Data excerpts

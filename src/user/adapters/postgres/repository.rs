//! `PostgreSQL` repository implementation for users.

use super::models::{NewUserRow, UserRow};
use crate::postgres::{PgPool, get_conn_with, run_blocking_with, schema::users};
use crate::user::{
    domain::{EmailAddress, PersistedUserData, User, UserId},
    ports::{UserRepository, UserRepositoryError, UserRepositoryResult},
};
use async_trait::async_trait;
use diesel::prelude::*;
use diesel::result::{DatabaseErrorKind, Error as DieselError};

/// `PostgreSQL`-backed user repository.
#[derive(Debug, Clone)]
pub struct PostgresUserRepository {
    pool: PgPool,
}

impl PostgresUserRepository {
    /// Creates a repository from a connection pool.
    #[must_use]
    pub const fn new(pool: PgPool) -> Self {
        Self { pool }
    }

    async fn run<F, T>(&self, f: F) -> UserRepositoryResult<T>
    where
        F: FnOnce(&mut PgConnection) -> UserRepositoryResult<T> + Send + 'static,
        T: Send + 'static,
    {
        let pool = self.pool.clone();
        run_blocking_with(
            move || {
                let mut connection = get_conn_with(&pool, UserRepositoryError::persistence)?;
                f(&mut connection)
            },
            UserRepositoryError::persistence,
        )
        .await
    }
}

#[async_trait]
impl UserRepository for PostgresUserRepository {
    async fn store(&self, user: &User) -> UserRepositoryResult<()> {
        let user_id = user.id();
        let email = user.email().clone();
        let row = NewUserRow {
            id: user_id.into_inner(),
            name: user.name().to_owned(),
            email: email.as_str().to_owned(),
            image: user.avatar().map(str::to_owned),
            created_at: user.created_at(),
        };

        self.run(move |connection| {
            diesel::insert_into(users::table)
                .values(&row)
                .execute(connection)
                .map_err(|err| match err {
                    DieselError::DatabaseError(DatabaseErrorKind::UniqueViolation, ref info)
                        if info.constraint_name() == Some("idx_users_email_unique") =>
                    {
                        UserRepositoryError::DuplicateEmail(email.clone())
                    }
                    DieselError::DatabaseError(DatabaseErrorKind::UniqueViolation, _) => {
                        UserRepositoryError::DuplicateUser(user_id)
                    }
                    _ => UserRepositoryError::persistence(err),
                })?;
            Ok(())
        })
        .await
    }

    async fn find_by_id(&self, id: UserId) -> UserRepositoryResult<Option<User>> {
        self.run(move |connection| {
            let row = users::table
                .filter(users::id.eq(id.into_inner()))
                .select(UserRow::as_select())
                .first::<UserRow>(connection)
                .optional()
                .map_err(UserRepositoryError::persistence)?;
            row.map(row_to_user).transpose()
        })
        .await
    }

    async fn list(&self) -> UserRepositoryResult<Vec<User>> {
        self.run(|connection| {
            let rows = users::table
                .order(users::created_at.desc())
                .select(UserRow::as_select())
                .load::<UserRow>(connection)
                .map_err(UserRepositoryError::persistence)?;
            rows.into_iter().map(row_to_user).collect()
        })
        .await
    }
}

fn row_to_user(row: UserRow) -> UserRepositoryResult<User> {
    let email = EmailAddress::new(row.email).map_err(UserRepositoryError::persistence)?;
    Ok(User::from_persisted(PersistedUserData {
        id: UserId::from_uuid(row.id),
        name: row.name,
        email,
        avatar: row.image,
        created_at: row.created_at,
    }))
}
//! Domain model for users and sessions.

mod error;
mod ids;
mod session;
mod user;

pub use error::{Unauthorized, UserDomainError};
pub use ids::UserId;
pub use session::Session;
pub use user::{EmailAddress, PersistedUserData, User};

==

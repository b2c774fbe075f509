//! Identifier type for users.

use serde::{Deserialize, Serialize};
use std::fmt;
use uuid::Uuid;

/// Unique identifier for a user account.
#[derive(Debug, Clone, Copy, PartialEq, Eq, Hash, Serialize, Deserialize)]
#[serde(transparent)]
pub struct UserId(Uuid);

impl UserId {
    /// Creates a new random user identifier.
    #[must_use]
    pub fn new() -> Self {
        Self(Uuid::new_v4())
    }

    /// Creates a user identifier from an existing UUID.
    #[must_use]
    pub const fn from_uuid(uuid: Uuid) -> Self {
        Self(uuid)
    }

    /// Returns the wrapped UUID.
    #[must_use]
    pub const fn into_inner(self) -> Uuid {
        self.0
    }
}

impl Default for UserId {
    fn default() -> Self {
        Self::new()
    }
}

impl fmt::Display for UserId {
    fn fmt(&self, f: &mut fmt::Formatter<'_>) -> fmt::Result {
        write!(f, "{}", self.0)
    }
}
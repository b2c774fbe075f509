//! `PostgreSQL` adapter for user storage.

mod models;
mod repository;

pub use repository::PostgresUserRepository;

WORK INSTRUCTION:
Work through the data and report how many of its lines hold the word "models", giving only the figure.

EXPECTED ANSWER:
2